Dendrolaelaps quadrisetus and T. polytricha were the most abundant and frequent mite species, together accounting for almost 85% of the total mites identified (Table 1). The less abundant (subresidual) and frequent (accidental) species were H. piceae, U. vinicolora and P. fiseri. Phoresy rates indicate a significant effect of collection date (df = 19, f = 2.658, p < 0.001), but no effect of phoretic mites on male and female beetles (df = 1, f = 1.367, p = 0.740), even though some differences were noticed at the end of the beetle flight season (Figure 1).

Figure 1

Phoresy of mites on males and females of I. typographus.

Of all of collected beetles with mites, 85.5% of beetles had one mite species, 13.5% had two mite species, and 1% carried 3 species. For beetles with only one species, 43.2% had (only) D. quadrisetus; 28.4% had T. polytricha; 13.4% had one of the two Uroobovella species and 0.5% had H. piceae.

The most frequent phoretic mite combinations were those of D. quadrisetus and T. polytricha (6.4% of beetles with mites), and T. polytricha and U. ipidis (4.1% of beetles with mites).

3.2. Location of Phoretic Mites on the Beetles’ Body

Most phoretic mites were located under the beetles’ elytra. Other locations, such as the thorax (prothorax and metathorax), recorded 26.7% of the mites, the elytral declivity had 25.8% of mites, whilst the smallest number of mites, 0.7%, was from the ventral abdomen (Table 2).

Table 2

Distribution of mites on the bodies of Ips typographus beetles.

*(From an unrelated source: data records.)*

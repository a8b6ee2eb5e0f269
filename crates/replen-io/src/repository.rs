//! 資料來源介面

use replen_core::{InventorySnapshot, ProductDemandStats, ProductInfo, SupplierTerms};

use crate::Result;

/// 補貨輸入資料來源
///
/// 實作方負責選出每產品最新的庫存快照；計算引擎不處理時間序列。
pub trait ReplenishmentRepository {
    /// 每產品日需求統計（主表）
    fn fetch_demand_stats(&self) -> Result<Vec<ProductDemandStats>>;

    /// 每產品最新庫存快照
    fn fetch_latest_inventory(&self) -> Result<Vec<InventorySnapshot>>;

    /// 每產品供應商條件
    fn fetch_supplier_terms(&self) -> Result<Vec<SupplierTerms>>;

    /// 產品目錄
    fn fetch_catalog(&self) -> Result<Vec<ProductInfo>>;
}

/// 一次計算所需的三份輸入
#[derive(Debug, Clone, Default)]
pub struct Feeds {
    pub demand: Vec<ProductDemandStats>,
    pub inventory: Vec<InventorySnapshot>,
    pub suppliers: Vec<SupplierTerms>,
}

/// 從資料來源讀取全部輸入
pub fn load_feeds(repository: &dyn ReplenishmentRepository) -> Result<Feeds> {
    let feeds = Feeds {
        demand: repository.fetch_demand_stats()?,
        inventory: repository.fetch_latest_inventory()?,
        suppliers: repository.fetch_supplier_terms()?,
    };

    tracing::debug!(
        "讀取輸入：需求 {} 筆，庫存 {} 筆，供應商條件 {} 筆",
        feeds.demand.len(),
        feeds.inventory.len(),
        feeds.suppliers.len()
    );

    Ok(feeds)
}

/// 記憶體資料來源
#[derive(Debug, Clone, Default)]
pub struct InMemoryRepository {
    demand: Vec<ProductDemandStats>,
    inventory: Vec<InventorySnapshot>,
    suppliers: Vec<SupplierTerms>,
    catalog: Vec<ProductInfo>,
}

impl InMemoryRepository {
    pub fn new() -> Self {
        Self::default()
    }

    /// 建構器模式：加入需求統計
    pub fn with_demand(mut self, stats: ProductDemandStats) -> Self {
        self.demand.push(stats);
        self
    }

    /// 建構器模式：加入庫存快照
    pub fn with_inventory(mut self, snapshot: InventorySnapshot) -> Self {
        self.inventory.push(snapshot);
        self
    }

    /// 建構器模式：加入供應商條件
    pub fn with_supplier_terms(mut self, terms: SupplierTerms) -> Self {
        self.suppliers.push(terms);
        self
    }

    /// 建構器模式：加入目錄項目
    pub fn with_product_info(mut self, info: ProductInfo) -> Self {
        self.catalog.push(info);
        self
    }
}

impl ReplenishmentRepository for InMemoryRepository {
    fn fetch_demand_stats(&self) -> Result<Vec<ProductDemandStats>> {
        Ok(self.demand.clone())
    }

    fn fetch_latest_inventory(&self) -> Result<Vec<InventorySnapshot>> {
        Ok(self.inventory.clone())
    }

    fn fetch_supplier_terms(&self) -> Result<Vec<SupplierTerms>> {
        Ok(self.suppliers.clone())
    }

    fn fetch_catalog(&self) -> Result<Vec<ProductInfo>> {
        Ok(self.catalog.clone())
    }
}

9Species	DevelopmentalStage	UnderElytra	Thorax	ElytralDeclivity	Abdomen	Total
Dendrolaelaps quadrisetus	deutonymphsadults	1878	13	5	-	1896
Proctolaelaps fiseri	adults	59	-	-	-	59
Trychouropoda polytricha	deutonymphs	5	880	743	24	1652
Histiostoma piceae	deutonymphs *	14	-	-	-	14
Uroobovella ipidis	deutonymphs	-	205	313	5	523
Uroobovella vinicolora	deutonymphs	-	18	16	-	34
Total		1956	1116	1077	29	4178

* hypopus.

Over 99% of D. quadrisetus were located under the elytra (Bonf. corr. p = 0.018), while T. polytricha was more often seen on the thorax (53%) and the elytral declivity (45%), although not significant (Bonf. corr. p = 0.00922). The species of Uroobovella were primarily located on the elytral declivity (59.7%) and thorax (39.2%), with significant preferences between those (Bonf. corr. p = 0.0134). H. piceae showed a significant preference (Bonf. corr. p = 0.027) for under the elytra, while P. fiseri were primarily found outside of the elytra (Bonf. corr. p = 0.032).

Male and female beetles did not significantly differ concerning the position occupied by mites over time (df = 1, f = 1.129, p = 0.786).

3.3. Carrier Activity and Dynamics of Phoresy

3.3.1. Ips typographus Flight Activity

Beetle flight activity started when day temperatures (maximum temp. around noon) of 16.5° were recorded, between 23 and 29 April, when the average capture was 6.13 ± 1.9 beetles per trap. The activity increased until 5 May (25.3 ± 6.8 beetles/trap) and, due to unfavorable conditions (temperature below 16.5 °C and rainy days), reduced to 1.4 beetles/trap. After that, the number of beetles increased considerably until mid-June when 757.3 ± 74.8 beetles/trap were recorded. At this date, we can consider that first flight period, due to the emerging of the overwintering parents (P), ended. After this date, the development of the first generation of the beetles (F1) began, as well as sister broods (S) which was marked with lower catches, up to 145.3 ± 21.6 insects/trap.

The entire development of the first-generation (F1) is marked by low captures, the turning point being recorded at the beginning of July, with captures of 334.46 ± 48.5 insects/trap, which represent the intensification of the activity of the adults (those that have wintered) and will complete the sister brood (S).

The third flight period was recorded between mid-July to September. This last part of the season (F2) is characterized by low captures, from 2.13 ± 0.6 to 152 ± 18.2 insect/trap, with a total of 9486 beetles, 1.53 times lower than the second period (F1), and 3.66 times lower than the first interval (P).

Overall, the overwintering adults (P) represented 59.11%, the first generation 24.75% (F1), and the second one (F2) 16.14% of the total captured beetles.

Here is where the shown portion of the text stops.